◆ REQUIREMENT
Below are the records. Retype exactly the lines between the lines holding "pub struct Starfield" and "let size = Vec2::new(3.0", inclusive.

Segment Start: RECORDED DATA

//! Grouping helpers that keep first-seen order, so detector output is
//! deterministic for a given document.

use std::hash::Hash;

use hashbrown::HashMap;

/// Values grouped by key, groups ordered by the first appearance of their key.
#[derive(Debug)]
pub struct FirstSeenGroups<K, V> {
    index: HashMap<K, usize>,
    groups: Vec<(K, Vec<V>)>,
}

impl<K, V> Default for FirstSeenGroups<K, V> {
    fn default() -> Self {
        Self {
            index: HashMap::new(),
            groups: Vec::new(),
        }
    }
}

impl<K, V> FirstSeenGroups<K, V>
where
    K: Clone + Eq + Hash,
{
    pub fn new() -> Self {
        Self::default()
    }

    pub fn push(&mut self, key: K, value: V) {
        match self.index.get(&key) {
            Some(&idx) => self.groups[idx].1.push(value),
            None => {
                self.index.insert(key.clone(), self.groups.len());
                self.groups.push((key, vec![value]));
            }
        }
    }

    /// Groups with at least `min_len` members, in first-seen order.
    pub fn into_groups_of_at_least(self, min_len: usize) -> impl Iterator<Item = (K, Vec<V>)> {
        self.groups
            .into_iter()
            .filter(move |(_, members)| members.len() >= min_len)
    }
}

impl<K, V> FromIterator<(K, V)> for FirstSeenGroups<K, V>
where
    K: Clone + Eq + Hash,
{
    fn from_iter<I: IntoIterator<Item = (K, V)>>(iter: I) -> Self {
        let mut groups = Self::new();
        for (key, value) in iter {
            groups.push(key, value);
        }
        groups
    }
}

/// The most frequent item and its count. Ties go to the item seen first.
pub fn most_common<T, I>(items: I) -> Option<(T, usize)>
where
    T: Clone + Eq + Hash,
    I: IntoIterator<Item = T>,
{
    let groups: FirstSeenGroups<T, ()> = items.into_iter().map(|item| (item, ())).collect();
    let mut best: Option<(T, usize)> = None;
    for (item, members) in groups.groups {
        if best.as_ref().is_none_or(|(_, count)| members.len() > *count) {
            best = Some((item, members.len()));
        }
    }
    best
}
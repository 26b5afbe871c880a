//! Small text predicates shared by the detectors.

use lazy_regex::regex_is_match;

/// Whether `s` looks like a number: optional sign, digits with optional
/// grouping separators, optional trailing `%`.
pub fn is_numeric_token(s: &str) -> bool {
    regex_is_match!(r"^\s*[+-]?\d+[\d.,\s]*\s*%?\s*$", s)
}

/// Only the digits of `s`.
pub fn digits_only(s: &str) -> String {
    s.chars().filter(char::is_ascii_digit).collect()
}

/// Whether every cell converts to a number. Blank cells count as missing
/// values rather than failures.
pub fn is_numeric_convertible<'a, I>(cells: I) -> bool
where
    I: IntoIterator<Item = &'a str>,
{
    cells.into_iter().all(|cell| {
        let cell = cell.trim();
        cell.is_empty() || cell.parse::<f64>().is_ok()
    })
}

/// Whether `count` out of `total` reaches `ratio`. An empty population never
/// does.
pub fn meets_ratio(count: usize, total: usize, ratio: f64) -> bool {
    total > 0 && count as f64 >= ratio * total as f64
}

/// Number of characters, as opposed to bytes.
pub fn char_len(s: &str) -> usize {
    s.chars().count()
}
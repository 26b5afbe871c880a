//! The heuristic detectors. Each one is a stateless strategy over the
//! [Document], proposing zero or more [TableCandidate]s.

pub mod blocks;
pub mod cards;
pub mod html_table;
pub mod patterns;
pub mod positional;
pub mod repeated;

use serde_derive::Deserialize;

use crate::{EngineConfig, TableCandidate, document::Document};

/// Names of the detectors, in the order the aggregator runs them.
#[derive(
    Clone,
    Copy,
    Debug,
    Deserialize,
    Eq,
    Hash,
    PartialEq,
    strum_macros::Display,
    strum_macros::EnumIter,
    strum_macros::EnumString,
    strum_macros::IntoStaticStr,
)]
#[serde(rename_all = "snake_case")]
#[strum(serialize_all = "snake_case")]
pub enum DetectorKind {
    /// Genuine `<table>` markup. Only runs when enabled in the config.
    HtmlTable,
    RepeatedStructure,
    VisualBlocks,
    ClassBlocks,
    DenseBlocks,
    SemanticBlocks,
    Patterns,
    TextNumeric,
    Cards,
    /// Example-guided extraction. Never part of an aggregated run.
    Guided,
}

/// A single table-finding heuristic.
///
/// Implementations must be pure functions of the document and configuration:
/// no state carried between calls, no failure for locally malformed input.
pub trait Detector: Send + Sync {
    fn kind(&self) -> DetectorKind;

    fn detect(&self, doc: &Document, cfg: &EngineConfig) -> Vec<TableCandidate>;
}
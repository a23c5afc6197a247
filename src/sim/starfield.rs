//! Background shooting stars
//!
//! Purely cosmetic, and seeded on its own stream so turning it off never
//! changes gameplay. Dimmer stars are smaller, slower and drawn further back,
//! which reads as parallax.

use glam::Vec2;
use rand::SeedableRng;
use rand_pcg::Pcg32;

use super::spawn::random_below;

/// Launch attempt cadence (seconds)
const LAUNCH_INTERVAL: f64 = 0.01;
/// Cap on queued launch attempts after a long frame
const MAX_BACKLOG: f64 = 0.25;
/// Seed offset separating the star stream from gameplay
const STREAM_OFFSET: u64 = 0x5741_5253;

#[derive(Debug, Clone)]
pub struct Star {
    pub pos: Vec2,
    pub size: Vec2,
    pub alpha: f32,
    /// Draw depth, brighter stars in front
    pub z: f32,
    velocity: f32,
    remaining: f64,
}

#[derive(Debug, Clone)]
pub struct Starfield {
    rng: Pcg32,
    width: f32,
    height: f32,
    backlog: f64,
    pub stars: Vec<Star>,
}

impl Starfield {
    pub fn new(seed: u64, width: f32, height: f32) -> Self {
        Self {
            rng: Pcg32::seed_from_u64(seed.wrapping_add(STREAM_OFFSET)),
            width,
            height,
            backlog: 0.0,
            stars: Vec::new(),
        }
    }

    pub fn advance(&mut self, dt: f64) {
        for star in &mut self.stars {
            star.pos.y += star.velocity * dt as f32;
            star.remaining -= dt;
        }
        self.stars.retain(|s| s.remaining > 0.0);

        self.backlog = (self.backlog + dt).min(MAX_BACKLOG);
        while self.backlog >= LAUNCH_INTERVAL {
            self.backlog -= LAUNCH_INTERVAL;
            if random_below(&mut self.rng, 10) < 5 {
                self.launch();
            }
        }
    }

    fn launch(&mut self) {
        let x = random_below(&mut self.rng, self.width.max(0.0) as u32) as f32;
        let alpha = 0.1 + random_below(&mut self.rng, 10) as f32 / 10.0;
        let size = Vec2::new(3.0 - alpha, 8.0 - alpha);
        let drop = -self.height - size.y;
        let duration = 1.8 - alpha as f64;

        self.stars.push(Star {
            pos: Vec2::new(x, self.height),
            size,
            alpha,
            z: -100.0 + alpha + 10.0,
            velocity: drop / duration as f32,
            remaining: duration,
        });
    }
}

Segment End: RECORDED DATA

◆ TASK SOLUTION
pub struct Starfield {
    rng: Pcg32,
    width: f32,
    height: f32,
    backlog: f64,
    pub stars: Vec<Star>,
}

impl Starfield {
    pub fn new(seed: u64, width: f32, height: f32) -> Self {
        Self {
            rng: Pcg32::seed_from_u64(seed.wrapping_add(STREAM_OFFSET)),
            width,
            height,
            backlog: 0.0,
            stars: Vec::new(),
        }
    }

    pub fn advance(&mut self, dt: f64) {
        for star in &mut self.stars {
            star.pos.y += star.velocity * dt as f32;
            star.remaining -= dt;
        }
        self.stars.retain(|s| s.remaining > 0.0);

        self.backlog = (self.backlog + dt).min(MAX_BACKLOG);
        while self.backlog >= LAUNCH_INTERVAL {
            self.backlog -= LAUNCH_INTERVAL;
            if random_below(&mut self.rng, 10) < 5 {
                self.launch();
            }
        }
    }

    fn launch(&mut self) {
        let x = random_below(&mut self.rng, self.width.max(0.0) as u32) as f32;
        let alpha = 0.1 + random_below(&mut self.rng, 10) as f32 / 10.0;
        let size = Vec2::new(3.0 - alpha, 8.0 - alpha);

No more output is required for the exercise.